What the task requires – A faithful transcription of all the data is required.
[Material provided]
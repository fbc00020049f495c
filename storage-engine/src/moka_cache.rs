use async_trait::async_trait;
use moka::Expiry;
use moka::future::Cache;
use shared::{BackendResult, TtlMs};
use std::fmt::Debug;
use std::time::{Duration, Instant};
use twincache::ports::CacheBackend;

#[derive(Clone, Debug)]
struct StoredValue {
    value: String,
    ttl: Option<Duration>,
}

/// Expires each entry after the ttl it was written with
struct PerEntryExpiry;

impl Expiry<String, StoredValue> for PerEntryExpiry {
    fn expire_after_create(
        &self,
        _key: &String,
        value: &StoredValue,
        _created_at: Instant,
    ) -> Option<Duration> {
        value.ttl
    }

    // An upsert restarts the clock with the new entry's ttl
    fn expire_after_update(
        &self,
        _key: &String,
        value: &StoredValue,
        _updated_at: Instant,
        _duration_until_expiry: Option<Duration>,
    ) -> Option<Duration> {
        value.ttl
    }
}

/// Moka-based in-process backend with per-entry TTL support
pub struct MokaCache {
    name: String,
    cache: Cache<String, StoredValue>,
    default_ttl: Option<Duration>,
}

impl MokaCache {
    /// Create a Moka backend with optional capacity and default TTL
    pub fn new(
        name: impl Into<String>,
        max_entries: Option<u64>,
        default_ttl: Option<Duration>,
    ) -> Self {
        let name = name.into();
        let mut builder = Cache::builder().name(&name).expire_after(PerEntryExpiry);

        if let Some(capacity) = max_entries {
            builder = builder.max_capacity(capacity);
        }

        Self {
            name,
            cache: builder.build(),
            default_ttl,
        }
    }

    /// Create a new unbounded Moka backend with optional default TTL
    pub fn new_unbounded(default_ttl: Option<Duration>) -> Self {
        Self::new("memory", None, default_ttl)
    }
}

#[async_trait]
impl CacheBackend for MokaCache {
    fn name(&self) -> &str {
        &self.name
    }

    async fn get(&self, key: &str) -> BackendResult<Option<String>> {
        // Expired entries are never returned
        Ok(self.cache.get(key).await.map(|stored| stored.value))
    }

    async fn set(&self, key: &str, value: &str, ttl: Option<TtlMs>) -> BackendResult<()> {
        let ttl = ttl
            .and_then(TtlMs::non_zero)
            .map(|t| t.as_duration())
            .or(self.default_ttl);

        self.cache
            .insert(
                key.to_string(),
                StoredValue {
                    value: value.to_string(),
                    ttl,
                },
            )
            .await;
        Ok(())
    }

    async fn delete(&self, key: &str) -> BackendResult<()> {
        self.cache.invalidate(key).await;
        Ok(())
    }

    async fn clear(&self) -> BackendResult<()> {
        self.cache.invalidate_all();
        self.cache.run_pending_tasks().await;
        Ok(())
    }

    async fn ping(&self) -> BackendResult<()> {
        Ok(())
    }
}

impl Debug for MokaCache {
    fn fmt(&self, f: &mut std::fmt::Formatter<'_>) -> std::fmt::Result {
        f.debug_struct("MokaCache")
            .field("name", &self.name)
            .field("entry_count", &self.cache.entry_count())
            .field("default_ttl", &self.default_ttl)
            .finish()
    }
}
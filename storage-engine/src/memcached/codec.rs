use bytes::{Buf, BufMut, Bytes, BytesMut};
use std::io;
use tokio_util::codec::{Decoder, Encoder};

// Longest status or VALUE header line we accept before giving up on the stream
const MAX_LINE_LENGTH: usize = 8 * 1024;
const CRLF: &[u8] = b"\r\n";
const END: &[u8] = b"END\r\n";

/// Memcached text-protocol commands
#[derive(Debug, Clone, PartialEq, Eq)]
pub enum Command {
    Get { key: String },
    Set { key: String, value: Bytes, exptime: u32 },
    Delete { key: String },
    FlushAll,
    Version,
}

/// One complete server reply. A `get` reply is folded into `Value` or `Miss`.
#[derive(Debug, Clone, PartialEq, Eq)]
pub enum Reply {
    Value(Bytes),
    Miss,
    Stored,
    NotStored,
    Deleted,
    NotFound,
    Ok,
    Version(String),
    /// ERROR, CLIENT_ERROR or SERVER_ERROR
    Error(String),
}

#[derive(Debug, Default)]
pub struct MemcachedCodec;

impl Encoder<Command> for MemcachedCodec {
    type Error = io::Error;

    fn encode(&mut self, command: Command, dst: &mut BytesMut) -> Result<(), Self::Error> {
        match command {
            Command::Get { key } => {
                dst.put_slice(format!("get {}\r\n", key).as_bytes());
            }
            Command::Set {
                key,
                value,
                exptime,
            } => {
                // set <key> <flags> <exptime> <bytes>\r\n<data>\r\n
                let header = format!("set {} 0 {} {}\r\n", key, exptime, value.len());
                dst.put_slice(header.as_bytes());
                dst.put_slice(&value);
                dst.put_slice(CRLF);
            }
            Command::Delete { key } => {
                dst.put_slice(format!("delete {}\r\n", key).as_bytes());
            }
            Command::FlushAll => dst.put_slice(b"flush_all\r\n"),
            Command::Version => dst.put_slice(b"version\r\n"),
        }
        Ok(())
    }
}

impl Decoder for MemcachedCodec {
    type Item = Reply;
    type Error = io::Error;

    fn decode(&mut self, src: &mut BytesMut) -> Result<Option<Self::Item>, Self::Error> {
        let Some(line_end) = src.windows(2).position(|w| w == CRLF) else {
            if src.len() > MAX_LINE_LENGTH {
                return Err(invalid_data("reply line too long"));
            }
            return Ok(None);
        };

        let line = std::str::from_utf8(&src[..line_end])
            .map_err(|_| invalid_data("reply line is not UTF-8"))?
            .to_string();

        if let Some(header) = line.strip_prefix("VALUE ") {
            // VALUE <key> <flags> <bytes> [<cas unique>]
            let len: usize = header
                .split(' ')
                .nth(2)
                .and_then(|n| n.parse().ok())
                .ok_or_else(|| invalid_data("malformed VALUE header"))?;

            let needed = line_end + CRLF.len() + len + CRLF.len() + END.len();
            if src.len() < needed {
                src.reserve(needed - src.len());
                return Ok(None);
            }

            src.advance(line_end + CRLF.len());
            let data = src.split_to(len).freeze();
            if &src[..CRLF.len()] != CRLF || &src[CRLF.len()..CRLF.len() + END.len()] != END {
                return Err(invalid_data("VALUE block not terminated by END"));
            }
            src.advance(CRLF.len() + END.len());
            return Ok(Some(Reply::Value(data)));
        }

        src.advance(line_end + CRLF.len());

        let reply = match line.as_str() {
            "END" => Reply::Miss,
            "STORED" => Reply::Stored,
            "NOT_STORED" | "EXISTS" => Reply::NotStored,
            "DELETED" => Reply::Deleted,
            "NOT_FOUND" => Reply::NotFound,
            "OK" => Reply::Ok,
            "ERROR" => Reply::Error("ERROR".to_string()),
            other => {
                if let Some(version) = other.strip_prefix("VERSION ") {
                    Reply::Version(version.to_string())
                } else if other.starts_with("CLIENT_ERROR") || other.starts_with("SERVER_ERROR") {
                    Reply::Error(other.to_string())
                } else {
                    return Err(invalid_data(&format!("unexpected reply: {}", other)));
                }
            }
        };

        Ok(Some(reply))
    }
}

fn invalid_data(msg: &str) -> io::Error {
    io::Error::new(io::ErrorKind::InvalidData, msg.to_string())
}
[/Material provided]
Written response –
repository fbc00020049f495c
filename storage-engine/src/moka_cache.rs
use async_trait::async_trait;
use moka::Expiry;
use moka::future::Cache;
use shared::{BackendResult, TtlMs};
use std::fmt::Debug;
use std::time::{Duration, Instant};
use twincache::ports::CacheBackend;

#[derive(Clone, Debug)]
struct StoredValue {
    value: String,
    ttl: Option<Duration>,
}

/// Expires each entry after the ttl it was written with
struct PerEntryExpiry;

impl Expiry<String, StoredValue> for PerEntryExpiry {
    fn expire_after_create(
        &self,
        _key: &String,
        value: &StoredValue,
        _created_at: Instant,
    ) -> Option<Duration> {
        value.ttl
    }

    // An upsert restarts the clock with the new entry's ttl
    fn expire_after_update(
        &self,
        _key: &String,
        value: &StoredValue,
        _updated_at: Instant,
        _duration_until_expiry: Option<Duration>,
    ) -> Option<Duration> {
        value.ttl
    }
}

/// Moka-based in-process backend with per-entry TTL support
pub struct MokaCache {
    name: String,
    cache: Cache<String, StoredValue>,
    default_ttl: Option<Duration>,
}

impl MokaCache {
    /// Create a Moka backend with optional capacity and default TTL
    pub fn new(
        name: impl Into<String>,
        max_entries: Option<u64>,
        default_ttl: Option<Duration>,
    ) -> Self {
        let name = name.into();
        let mut builder = Cache::builder().name(&name).expire_after(PerEntryExpiry);

        if let Some(capacity) = max_entries {
            builder = builder.max_capacity(capacity);
        }

        Self {
            name,
            cache: builder.build(),
            default_ttl,
        }
    }

    /// Create a new unbounded Moka backend with optional default TTL
    pub fn new_unbounded(default_ttl: Option<Duration>) -> Self {
        Self::new("memory", None, default_ttl)
    }
}

#[async_trait]
impl CacheBackend for MokaCache {
    fn name(&self) -> &str {
        &self.name
    }

    async fn get(&self, key: &str) -> BackendResult<Option<String>> {
        // Expired entries are never returned
        Ok(self.cache.get(key).await.map(|stored| stored.value))
    }

    async fn set(&self, key: &str, value: &str, ttl: Option<TtlMs>) -> BackendResult<()> {
        let ttl = ttl
            .and_then(TtlMs::non_zero)
            .map(|t| t.as_duration())
            .or(self.default_ttl);

        self.cache
            .insert(
                key.to_string(),
                StoredValue {
                    value: value.to_string(),
                    ttl,
                },
            )
            .await;
        Ok(())
    }

    async fn delete(&self, key: &str) -> BackendResult<()> {
        self.cache.invalidate(key).await;
        Ok(())
    }

    async fn clear(&self) -> BackendResult<()> {
        self.cache.invalidate_all();
        self.cache.run_pending_tasks().await;
        Ok(())
    }

    async fn ping(&self) -> BackendResult<()> {
        Ok(())
    }
}

impl Debug for MokaCache {
    fn fmt(&self, f: &mut std::fmt::Formatter<'_>) -> std::fmt::Result {
        f.debug_struct("MokaCache")
            .field("name", &self.name)
            .field("entry_count", &self.cache.entry_count())
            .field("default_ttl", &self.default_ttl)
            .finish()
    }
}
filename storage-engine/src/memcached/codec.rs
use bytes::{Buf, BufMut, Bytes, BytesMut};
use std::io;
use tokio_util::codec::{Decoder, Encoder};

// Longest status or VALUE header line we accept before giving up on the stream
const MAX_LINE_LENGTH: usize = 8 * 1024;
const CRLF: &[u8] = b"\r\n";
const END: &[u8] = b"END\r\n";

/// Memcached text-protocol commands
#[derive(Debug, Clone, PartialEq, Eq)]
pub enum Command {
    Get { key: String },
    Set { key: String, value: Bytes, exptime: u32 },
    Delete { key: String },
    FlushAll,
    Version,
}

/// One complete server reply. A `get` reply is folded into `Value` or `Miss`.
#[derive(Debug, Clone, PartialEq, Eq)]
pub enum Reply {
    Value(Bytes),
    Miss,
    Stored,
    NotStored,
    Deleted,
    NotFound,
    Ok,
    Version(String),
    /// ERROR, CLIENT_ERROR or SERVER_ERROR
    Error(String),
}

#[derive(Debug, Default)]
pub struct MemcachedCodec;

impl Encoder<Command> for MemcachedCodec {
    type Error = io::Error;

    fn encode(&mut self, command: Command, dst: &mut BytesMut) -> Result<(), Self::Error> {
        match command {
            Command::Get { key } => {
                dst.put_slice(format!("get {}\r\n", key).as_bytes());
            }
            Command::Set {
                key,
                value,
                exptime,
            } => {
                // set <key> <flags> <exptime> <bytes>\r\n<data>\r\n
                let header = format!("set {} 0 {} {}\r\n", key, exptime, value.len());
                dst.put_slice(header.as_bytes());
                dst.put_slice(&value);
                dst.put_slice(CRLF);
            }
            Command::Delete { key } => {
                dst.put_slice(format!("delete {}\r\n", key).as_bytes());
            }
            Command::FlushAll => dst.put_slice(b"flush_all\r\n"),
            Command::Version => dst.put_slice(b"version\r\n"),
        }
        Ok(())
    }
}

impl Decoder for MemcachedCodec {
    type Item = Reply;
    type Error = io::Error;

    fn decode(&mut self, src: &mut BytesMut) -> Result<Option<Self::Item>, Self::Error> {
        let Some(line_end) = src.windows(2).position(|w| w == CRLF) else {
            if src.len() > MAX_LINE_LENGTH {
                return Err(invalid_data("reply line too long"));
            }
            return Ok(None);
        };

        let line = std::str::from_utf8(&src[..line_end])
            .map_err(|_| invalid_data("reply line is not UTF-8"))?
            .to_string();

        if let Some(header) = line.strip_prefix("VALUE ") {
            // VALUE <key> <flags> <bytes> [<cas unique>]
            let len: usize = header
                .split(' ')
                .nth(2)
                .and_then(|n| n.parse().ok())
                .ok_or_else(|| invalid_data("malformed VALUE header"))?;

            let needed = line_end + CRLF.len() + len + CRLF.len() + END.len();
            if src.len() < needed {
                src.reserve(needed - src.len());
                return Ok(None);
            }

            src.advance(line_end + CRLF.len());
            let data = src.split_to(len).freeze();
            if &src[..CRLF.len()] != CRLF || &src[CRLF.len()..CRLF.len() + END.len()] != END {
                return Err(invalid_data("VALUE block not terminated by END"));
            }
            src.advance(CRLF.len() + END.len());
            return Ok(Some(Reply::Value(data)));
        }

        src.advance(line_end + CRLF.len());

        let reply = match line.as_str() {
            "END" => Reply::Miss,
            "STORED" => Reply::Stored,
            "NOT_STORED" | "EXISTS" => Reply::NotStored,
            "DELETED" => Reply::Deleted,
            "NOT_FOUND" => Reply::NotFound,
            "OK" => Reply::Ok,
            "ERROR" => Reply::Error("ERROR".to_string()),
            other => {
                if let Some(version) = other.strip_prefix("VERSION ") {
                    Reply::Version(version.to_string())
                } else if other.starts_with("CLIENT_ERROR") || other.starts_with("SERVER_ERROR") {
                    Reply::Error(other.to_string())
                } else {
                    return Err(invalid_data(&format!("unexpected reply: {}", other)));
                }
            }
        };

        Ok(Some(reply))
    }
}

fn invalid_data(msg: &str) -> io::Error {
    io::Error::new(io::ErrorKind::InvalidData, msg.to_string())
}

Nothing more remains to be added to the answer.